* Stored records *
>>>>>

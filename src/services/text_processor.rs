// Text Processing Service
// Sentence, word and section segmentation shared by every audit stage.

use regex::Regex;
use serde::{Deserialize, Serialize};
use std::collections::HashSet;
use std::sync::OnceLock;

/// Function words ignored when comparing vocabularies.
pub const STOP_WORDS: &[&str] = &[
    "the", "a", "an", "and", "or", "but", "in", "on", "at", "to", "for", "of",
];

pub fn is_stop_word(word: &str) -> bool {
    STOP_WORDS.contains(&word)
}

fn nbsp_re() -> &'static Regex {
    static RE: OnceLock<Regex> = OnceLock::new();
    RE.get_or_init(|| Regex::new(r"[\u{3000}\u{00A0}]").expect("nbsp regex"))
}

fn horizontal_ws_re() -> &'static Regex {
    static RE: OnceLock<Regex> = OnceLock::new();
    RE.get_or_init(|| Regex::new(r"[ \t\x0C\x0B]+").expect("horizontal whitespace regex"))
}

fn excess_blank_lines_re() -> &'static Regex {
    static RE: OnceLock<Regex> = OnceLock::new();
    RE.get_or_init(|| Regex::new(r"\n{3,}").expect("blank line regex"))
}

fn section_break_re() -> &'static Regex {
    static RE: OnceLock<Regex> = OnceLock::new();
    RE.get_or_init(|| Regex::new(r"\n\s*\n").expect("section break regex"))
}

fn lexical_token_re() -> &'static Regex {
    static RE: OnceLock<Regex> = OnceLock::new();
    RE.get_or_init(|| {
        Regex::new(r"[\p{L}\p{N}_]+(?:'[\p{L}\p{N}]+)*").expect("lexical token regex")
    })
}

/// Normalize punctuation and whitespace in extracted document text.
/// Paragraph breaks survive as a single blank line.
pub fn normalize_punctuation(text: &str) -> String {
    if text.is_empty() {
        return String::new();
    }

    let mut s = text
        .replace(['\u{201c}', '\u{201d}'], "\"")
        .replace(['\u{2018}', '\u{2019}'], "'")
        .replace('\u{2014}', "-");

    s = nbsp_re().replace_all(&s, " ").to_string();
    s = s.replace("\r\n", "\n").replace('\r', "\n");
    s = horizontal_ws_re().replace_all(&s, " ").to_string();

    s = s.lines().map(|ln| ln.trim()).collect::<Vec<_>>().join("\n");
    s = excess_blank_lines_re().replace_all(&s, "\n\n").to_string();

    s.trim().to_string()
}

/// Whitespace-delimited tokens, punctuation attached. Used for alignment and raw counts.
pub fn split_words(text: &str) -> Vec<&str> {
    text.split_whitespace().collect()
}

/// Lowercase lexical tokens (letters, digits, inner apostrophes).
pub fn tokenize_words(text: &str) -> Vec<String> {
    let lowered = text.to_lowercase().replace('\u{2019}', "'");
    lexical_token_re()
        .find_iter(&lowered)
        .map(|m| m.as_str().to_string())
        .collect()
}

/// Unique lexical tokens, optionally without stop words.
pub fn vocabulary(text: &str, drop_stop_words: bool) -> HashSet<String> {
    tokenize_words(text)
        .into_iter()
        .filter(|w| !drop_stop_words || !is_stop_word(w))
        .collect()
}

/// Cut `text` after its first `max_tokens` whitespace tokens.
pub fn truncate_to_tokens(text: &str, max_tokens: usize) -> &str {
    let mut count = 0usize;
    let mut in_token = false;
    for (idx, ch) in text.char_indices() {
        if ch.is_whitespace() {
            in_token = false;
        } else if !in_token {
            if count == max_tokens {
                return text[..idx].trim_end();
            }
            in_token = true;
            count += 1;
        }
    }
    text
}

#[derive(Debug, Clone, PartialEq, Eq, Serialize, Deserialize)]
pub struct SentenceOffset {
    pub text: String,
    /// UTF-8 byte offset into the source text.
    pub start: usize,
    pub end: usize,
}

fn is_terminator(ch: char) -> bool {
    matches!(ch, '.' | '!' | '?' | '。' | '！' | '？')
}

fn is_double_quote(ch: char) -> bool {
    matches!(ch, '"' | '\u{201c}' | '\u{201d}')
}

fn is_closer(ch: char) -> bool {
    matches!(ch, ')' | ']' | '\'' | '\u{2019}')
}

/// Split text into sentences with byte offsets.
///
/// A sentence ends at a run of terminators followed by whitespace or end of text.
/// Terminators inside double quotes and decimal points do not split, and a blank
/// line always closes the current sentence.
pub fn split_sentences(text: &str) -> Vec<SentenceOffset> {
    let mut sentences = Vec::new();
    for section in split_sections(text) {
        split_section_sentences(text, section.start, section.end, &mut sentences);
    }
    sentences
}

fn split_section_sentences(text: &str, from: usize, to: usize, out: &mut Vec<SentenceOffset>) {
    let slice = &text[from..to];
    let mut start = 0usize;
    let mut in_quote = false;
    let mut prev: Option<char> = None;
    let mut iter = slice.char_indices().peekable();

    while let Some((idx, ch)) = iter.next() {
        if is_double_quote(ch) {
            in_quote = !in_quote;
        }
        if !is_terminator(ch) || in_quote {
            prev = Some(ch);
            continue;
        }

        if ch == '.' {
            let next = iter.peek().map(|&(_, c)| c);
            if prev.is_some_and(|c| c.is_ascii_digit()) && next.is_some_and(|c| c.is_ascii_digit()) {
                prev = Some(ch);
                continue;
            }
        }

        let mut end = idx + ch.len_utf8();
        while let Some(&(j, c)) = iter.peek() {
            if is_terminator(c) || is_closer(c) {
                end = j + c.len_utf8();
                prev = Some(c);
                iter.next();
            } else {
                break;
            }
        }

        let at_boundary = match iter.peek() {
            None => true,
            Some(&(_, c)) => c.is_whitespace(),
        };
        if at_boundary {
            push_sentence(text, from + start, from + end, out);
            start = end;
        }
        prev = Some(ch);
    }

    if start < slice.len() {
        push_sentence(text, from + start, to, out);
    }
}

fn push_sentence(text: &str, start: usize, end: usize, out: &mut Vec<SentenceOffset>) {
    let raw = &text[start..end];
    let trimmed = raw.trim();
    if trimmed.is_empty() {
        return;
    }
    let lead = raw.len() - raw.trim_start().len();
    out.push(SentenceOffset {
        text: trimmed.to_string(),
        start: start + lead,
        end: start + lead + trimmed.len(),
    });
}

/// Blank-line delimited paragraph block.
#[derive(Debug, Clone, PartialEq, Eq, Serialize, Deserialize)]
pub struct TextBlock {
    pub index: usize,
    pub start: usize,
    pub end: usize,
    pub text: String,
}

/// Split text into paragraph sections on blank lines (one or more consecutive empty lines).
pub fn split_sections(text: &str) -> Vec<TextBlock> {
    let mut blocks = Vec::new();
    let mut cursor: usize = 0;

    for para in section_break_re().split(text) {
        let trimmed = para.trim();
        if trimmed.is_empty() {
            continue;
        }

        let start = text[cursor..]
            .find(trimmed)
            .map(|i| cursor + i)
            .unwrap_or(cursor);
        let end = start + trimmed.len();

        blocks.push(TextBlock {
            index: blocks.len(),
            start,
            end,
            text: trimmed.to_string(),
        });

        cursor = end;
    }

    blocks
}

/// Mean characters per whitespace token.
pub fn average_word_length(text: &str) -> f64 {
    let words = split_words(text);
    let total: usize = words.iter().map(|w| w.chars().count()).sum();
    total as f64 / words.len().max(1) as f64
}

#[cfg(test)]
mod tests {
    use super::*;

    fn texts(sentences: &[SentenceOffset]) -> Vec<&str> {
        sentences.iter().map(|s| s.text.as_str()).collect()
    }

    #[test]
    fn test_normalize_punctuation() {
        let input = "Hello\u{201c}World\u{201d}  it\u{2019}s\r\n\r\n\r\nNext";
        let output = normalize_punctuation(input);
        assert_eq!(output, "Hello\"World\" it's\n\nNext");
    }

    #[test]
    fn test_split_sentences_basic() {
        let sentences = split_sentences("The cat sat. The dog ran quickly.");
        assert_eq!(texts(&sentences), vec!["The cat sat.", "The dog ran quickly."]);
        assert_eq!(sentences[1].start, 13);
        assert_eq!(sentences[1].end, 33);
    }

    #[test]
    fn test_split_sentences_keeps_decimals_and_quotes() {
        let text = "Pi is 3.14 roughly. She said \"stop. now\" and left! Why?";
        let sentences = split_sentences(text);
        assert_eq!(
            texts(&sentences),
            vec!["Pi is 3.14 roughly.", "She said \"stop. now\" and left!", "Why?"]
        );
    }

    #[test]
    fn test_split_sentences_contractions_do_not_open_quotes() {
        let sentences = split_sentences("I don't know. It's fine.");
        assert_eq!(texts(&sentences), vec!["I don't know.", "It's fine."]);
    }

    #[test]
    fn test_split_sentences_blank_line_closes_sentence() {
        let sentences = split_sentences("A heading\n\nBody text here. More");
        assert_eq!(texts(&sentences), vec!["A heading", "Body text here.", "More"]);
    }

    #[test]
    fn test_split_sentences_terminator_runs() {
        let sentences = split_sentences("Really?! Yes... (fine.) Done");
        assert_eq!(texts(&sentences), vec!["Really?!", "Yes...", "(fine.)", "Done"]);
    }

    #[test]
    fn test_split_sentences_empty() {
        assert!(split_sentences("").is_empty());
        assert!(split_sentences("   \n\n  ").is_empty());
    }

    #[test]
    fn test_tokenize_words() {
        let tokens = tokenize_words("I don\u{2019}t think THE results, in 2024, hold.");
        assert_eq!(tokens, vec!["i", "don't", "think", "the", "results", "in", "2024", "hold"]);
    }

    #[test]
    fn test_vocabulary_drops_stop_words() {
        let vocab = vocabulary("The cat and the hat", true);
        assert_eq!(vocab.len(), 2);
        assert!(vocab.contains("cat"));
        assert!(vocab.contains("hat"));
    }

    #[test]
    fn test_split_sections() {
        let text = "First paragraph.\n\n\n  Second paragraph.\nSame block.";
        let blocks = split_sections(text);
        assert_eq!(blocks.len(), 2);
        assert_eq!(blocks[1].text, "Second paragraph.\nSame block.");
        assert_eq!(&text[blocks[1].start..blocks[1].end], blocks[1].text);
    }

    #[test]
    fn test_truncate_to_tokens() {
        assert_eq!(truncate_to_tokens("one two  three four", 2), "one two");
        assert_eq!(truncate_to_tokens("one two", 5), "one two");
        assert_eq!(truncate_to_tokens("one two", 0), "");
    }

    #[test]
    fn test_average_word_length() {
        assert_eq!(average_word_length("ab abcd"), 3.0);
        assert_eq!(average_word_length(""), 0.0);
    }
}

<<<<<

* Task brief *
Lines from the top of the entries above to the line that contains "use std::sync::OnceLock;" should be set down exactly, please, with both ends kept and nothing added.

* Answer to this problem *
filename src/services/text_processor.rs
// Text Processing Service
// Sentence, word and section segmentation shared by every audit stage.

use regex::Regex;
use serde::{Deserialize, Serialize};
use std::collections::HashSet;
use std::sync::OnceLock;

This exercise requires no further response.